34. Longitudinal neural and vascular recovery following ultraflexible neural electrode implantation in aged mice

He, F., Sun, Y., Jin, Y., Yin, R., Zhu, H., Rathore, H., Xie, C., & Luan, L., Longitudinal neural and vascular recovery following Ultraflexible neural electrode implantation in aged mice.

34. Longitudinal neural and vascular recovery following ultraflexible neural electrode implantation in aged mice

Flexible neural electrodes improve the recording longevity and quality of individual neurons by promoting tissue-electrode integration. However, the intracortical implantation of flexible electrodes inevitably induces tissue damage. Understanding the longitudinal neural and vascular recovery following the intracortical implantation is critical for the ever-growing applications of flexible electrodes in both healthy and disordered brains. Aged animals are of particular interest because they play a key role in modeling neurological disorders, but their tissue-electrode interface remains mostly unstudied. Here we integrate in-vivo two-photon imaging and electrophysiological recording to determine the time-dependent neural and vascular dynamics after the implantation of ultraflexible neural electrodes in aged mice.
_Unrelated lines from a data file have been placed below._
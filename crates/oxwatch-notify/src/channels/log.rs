use crate::plugin::ChannelPlugin;
use crate::{DeliveryError, Notification, NotificationChannel, NotificationStatus};
use anyhow::Result;
use async_trait::async_trait;
use oxwatch_common::types::format_labels;
use serde::Deserialize;
use serde_json::Value;
use std::sync::Arc;

/// Writes notifications to the process log. Never fails.
pub struct LogChannel {
    receiver: String,
    include_alerts: bool,
}

impl LogChannel {
    pub fn new(receiver: &str, include_alerts: bool) -> Self {
        Self {
            receiver: receiver.to_string(),
            include_alerts,
        }
    }
}

#[async_trait]
impl NotificationChannel for LogChannel {
    async fn send(&self, notification: &Notification) -> Result<(), DeliveryError> {
        let status = match notification.status {
            NotificationStatus::Firing => "firing",
            NotificationStatus::Resolved => "resolved",
        };
        tracing::info!(
            receiver = %self.receiver,
            batch_id = %notification.batch_id,
            group_id = %notification.group_id,
            group_key = %format_labels(&notification.group_key),
            status,
            firing = notification.firing().count(),
            resolved = notification.resolved().count(),
            "Notification"
        );
        if self.include_alerts {
            for alert in &notification.alerts {
                tracing::info!(
                    receiver = %self.receiver,
                    batch_id = %notification.batch_id,
                    fingerprint = %alert.fingerprint,
                    status = ?alert.status,
                    value = alert.value,
                    labels = %format_labels(&alert.labels),
                    "Notification alert"
                );
            }
        }
        Ok(())
    }

    fn channel_type(&self) -> &str {
        "log"
    }
}

#[derive(Deserialize)]
struct LogConfig {
    #[serde(default = "default_include_alerts")]
    include_alerts: bool,
}

fn default_include_alerts() -> bool {
    true
}

pub struct LogPlugin;

impl ChannelPlugin for LogPlugin {
    fn name(&self) -> &str {
        "log"
    }

    fn validate_config(&self, config: &Value) -> Result<()> {
        serde_json::from_value::<LogConfig>(config.clone())
            .map_err(|e| anyhow::anyhow!("Invalid log config: {e}"))?;
        Ok(())
    }

    fn create_channel(&self, receiver: &str, config: &Value) -> Result<Arc<dyn NotificationChannel>> {
        let cfg: LogConfig = serde_json::from_value(config.clone())
            .map_err(|e| anyhow::anyhow!("Invalid log config: {e}"))?;
        Ok(Arc::new(LogChannel::new(receiver, cfg.include_alerts)))
    }
}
We find heightened angiogenesis and vascular remodeling in the first two weeks after implantation, which coincides with the rapid increase in local field potentials and unit activities detected by electrophysiological recordings. Vascular remodeling in shallow cortical layers preceded that in deeper layers, which often lasted longer than the recovery of neural signals. By six weeks post-implantation vascular abnormalities had subsided, resulting in normal vasculature and microcirculation. Putative cell classification based on firing pattern and waveform shows similar recovery time courses in fast-spiking interneurons and pyramidal neurons. These results elucidate how structural damages and remodeling near implants affecting recording efficacy, and support the application of ultraflexible electrodes in aged animals at minimal perturbations to endogenous neurophysiology.